# Nutrical - The Good and the Bad



## MaryH (Mar 7, 2006)

This post relates in some respects to a recent thread on SM about the use of Nutrical. Several years ago I was contacted by a woman desperately seeking advice for her very sick Maltese puppy. The puppy was young (maybe about 12 wks. old), newly with the owner, not adjusting well to its new environment, not eating, and subsequently getting sicker and sicker with bouts of diarrhea and then constipation. The breeder was contacted and advised the new owner to continue giving the puppy Nutrical a few times a day until the puppy got better. Unfortunately, the puppy got sicker and weaker and the owner's vet, after several days of treatment, could not break the cycle and recommended euthanasia. Thankfully, the owner turned to the internet first hoping for help and advice. I contacted a long-time breeder friend, gave her all the info I had and asked for her thoughts. Following is what she wrote to me. The end result was that the owner printed out this information and brought it and her new puppy to a well-respected university vet school. The vets there were able to save the puppy and gave high fives to the breeder who shared this critical information. My friend would never take credit and asked that her name not be made public but agreed to allow me to share her email in the hope that others would find it beneficial.

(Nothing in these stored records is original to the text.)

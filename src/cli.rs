use clap::{Args, Parser, Subcommand};
use std::path::PathBuf;
use tubedigest::workers::WorkerKind;
use tubedigest_common::Stage;

#[derive(Parser)]
#[command(name = "tubedigest")]
#[command(author, version, about = "Transcribe, summarize, translate and publish new channel uploads")]
pub struct Cli {
    /// Path to config file
    #[arg(short, long, global = true)]
    pub config: Option<PathBuf>,

    /// Enable verbose logging
    #[arg(short, long, global = true)]
    pub verbose: bool,

    #[command(subcommand)]
    pub command: Commands,
}

#[derive(Subcommand)]
pub enum Commands {
    /// Run all five workers until interrupted
    Start,

    /// Run a single cycle of one worker
    RunOnce {
        /// Worker to run
        #[arg(value_enum)]
        worker: WorkerKind,
    },

    /// Manage source channels
    #[command(subcommand)]
    Channel(ChannelCommand),

    /// Manage known participants
    #[command(subcommand)]
    Feature(FeatureCommand),

    /// Inspect and curate content items
    #[command(subcommand)]
    Content(ContentCommand),

    /// Show item counts per stage
    Status,

    /// Parse a compact duration such as PT1H2M3S
    ParseDuration {
        /// Duration text
        text: String,
    },

    /// Check that required external tools are available
    CheckTools,

    /// Validate configuration file
    Validate {
        /// Config file to validate (uses default if not specified)
        config: Option<PathBuf>,
    },

    /// Display version information
    Version,
}

#[derive(Subcommand)]
pub enum ChannelCommand {
    /// Register a channel, resolving it on the video platform
    Add(AddChannel),

    /// List registered channels
    List,

    /// Change a channel's name, activity level or keyword filter
    Update {
        /// Channel id
        id: String,

        /// New display name
        #[arg(long)]
        name: Option<String>,

        /// New activity level (0 disables discovery)
        #[arg(long)]
        activity: Option<u8>,

        /// New keyword filter; an empty string removes it
        #[arg(long)]
        keywords: Option<String>,
    },

    /// Delete a channel and all of its content
    Remove {
        /// Channel id
        id: String,
    },
}

#[derive(Args)]
#[group(id = "source", required = true, multiple = false, args = ["id", "suffix"])]
pub struct AddChannel {
    /// Platform channel id (UC...)
    #[arg(long)]
    pub id: Option<String>,

    /// URL suffix, usually the @handle
    #[arg(long)]
    pub suffix: Option<String>,

    /// Exact channel title, required when the suffix matches several channels
    #[arg(long, requires = "suffix")]
    pub title: Option<String>,

    /// Activity level (0 registers without discovering)
    #[arg(long, default_value = "1")]
    pub activity: u8,

    /// Semicolon-separated keyword filter
    #[arg(long)]
    pub keywords: Option<String>,
}

#[derive(Subcommand)]
pub enum FeatureCommand {
    /// Add a participant
    Add {
        /// English first name
        first_en: String,

        /// English last name, matched against summaries
        last_en: String,

        /// Localized first name
        #[arg(long)]
        first_local: Option<String>,

        /// Localized last name
        #[arg(long)]
        last_local: Option<String>,
    },

    /// List participants
    List,

    /// Remove a participant
    Remove {
        /// Feature id
        id: String,
    },
}

#[derive(Subcommand)]
pub enum ContentCommand {
    /// List content items, newest first
    List {
        /// Only items in this stage
        #[arg(long)]
        stage: Option<Stage>,

        /// Maximum number of items
        #[arg(long, default_value = "50")]
        limit: i64,

        /// Items to skip
        #[arg(long, default_value = "0")]
        offset: i64,

        /// Output as JSON
        #[arg(long)]
        json: bool,
    },

    /// Exclude an item from every stage
    Ignore {
        /// Video id
        video_id: String,
    },

    /// Undo a previous ignore
    Unignore {
        /// Video id
        video_id: String,
    },
}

My personal belief -- Because some medicine is good doesn't automatically mean that a larger dose is better; and we need to save the medicine to use for the cure rather than use the medicine in an effort to prevent.

MaryH

_Sent: Wednesday, April 21, 2004 1:56 PM _
_To: Mary Harrigan_
_Subject: Hypoglycemia _


_Hi Mary: Sorry this took so long! _

_The use of nutrical and corn syrup is a great tool (and a life saving one) to correct a hypoglycemia in a just weaned puppy or one that has crashed due to stress. This syndrome is seen more frequently in toy b__reeds with a higher metabolic rate. _

_The problem with repeating this treatment over and over is that you cause a "bouncing ball" effect - where the blood sugar is elevated higher than normal.....causing a counter effect of increased insulin and the resulting drop (again) in the bood sugar. This pattern will also cause a "drying out" of body fluids from the G.I. tract and tissue cells. The fluid goes into the blood vessels and is washed out through the urinary system. Thus glucose AND fluid is lost. The pup will get constipated and dehydrated. This is what happens in a diabetic person whose blood sugar is out of control. They will have increased thirst and have increased urinary output as the body attempts to normalize the blood sugar. _

_To stop this cycle, try to give the puppy protein (baby meat, cheese, __cottage cheese) mixed with a puppy weaning formula. If this is retained __(not vomited) , it will normalize the blood sugar as protein is digested __more slowly, and will put solids in the G.I. tract to prevent constipation. If the puppy must be force-fed at first, dry puppy food can be ground into a powder then mixed with a small amount of formula and shaped into "bullets" --about the size and shape of a "pinkie finger". Refrigerate and gradually increase the number at one feeding and the hours between feedings. _

_This doesn't address whether there is an abnormal liver in this pup but may get you out of the current crisis. Good signs are weight gain, reversal of the ups & downs, increased energy, etc. Don't let this pup race around as it begins to feel better! This is a life threatening situation and the correction of the dehydration and electrolyte imbalance are the last to become normal . Good luck!... from a long time Maltese breeder.. _


----------



## nekkidfish (Aug 25, 2009)

Wow! Thanks for sharing Mary!!

This is great information, which I will forward to my breeder.

HUGz! Jules


----------



## Nikki's Mom (Feb 13, 2008)

Thanks, Mary. It is true that protein will help hypoglycemia. I used to have it and sugar made it worse overall.


----------



## MandyMc65 (Jun 14, 2007)

Great info - I think this should be pinned.


----------



## MaryH (Mar 7, 2006)

Nikki's Mom said:


> Thanks, Mary. It is true that protein will help hypoglycemia. I used to have it and sugar made it worse overall.


 
I've had blood sugar issues, too (especially on those frigid days while out skiing) and found that eating an orange followed up with cheese and crackers made me feel alot better alot quicker than a candy bar ever did.

MaryH


----------



## MalteseJane (Nov 21, 2004)

I remember this Mary. I always wanted to say something here when people recommended nutrical but couldn't remember and explain why it was not always a good thing. I am glad you posted this. I got Alex at 10 weeks, he was and still is a small eater. I never gave him nutrical even if he went 2 days with barely eating. Even small, those dogs are stronger than you think.


----------



## roxybaby22 (Feb 25, 2009)

MandyMc65 said:


> Great info - I think this should be pinned.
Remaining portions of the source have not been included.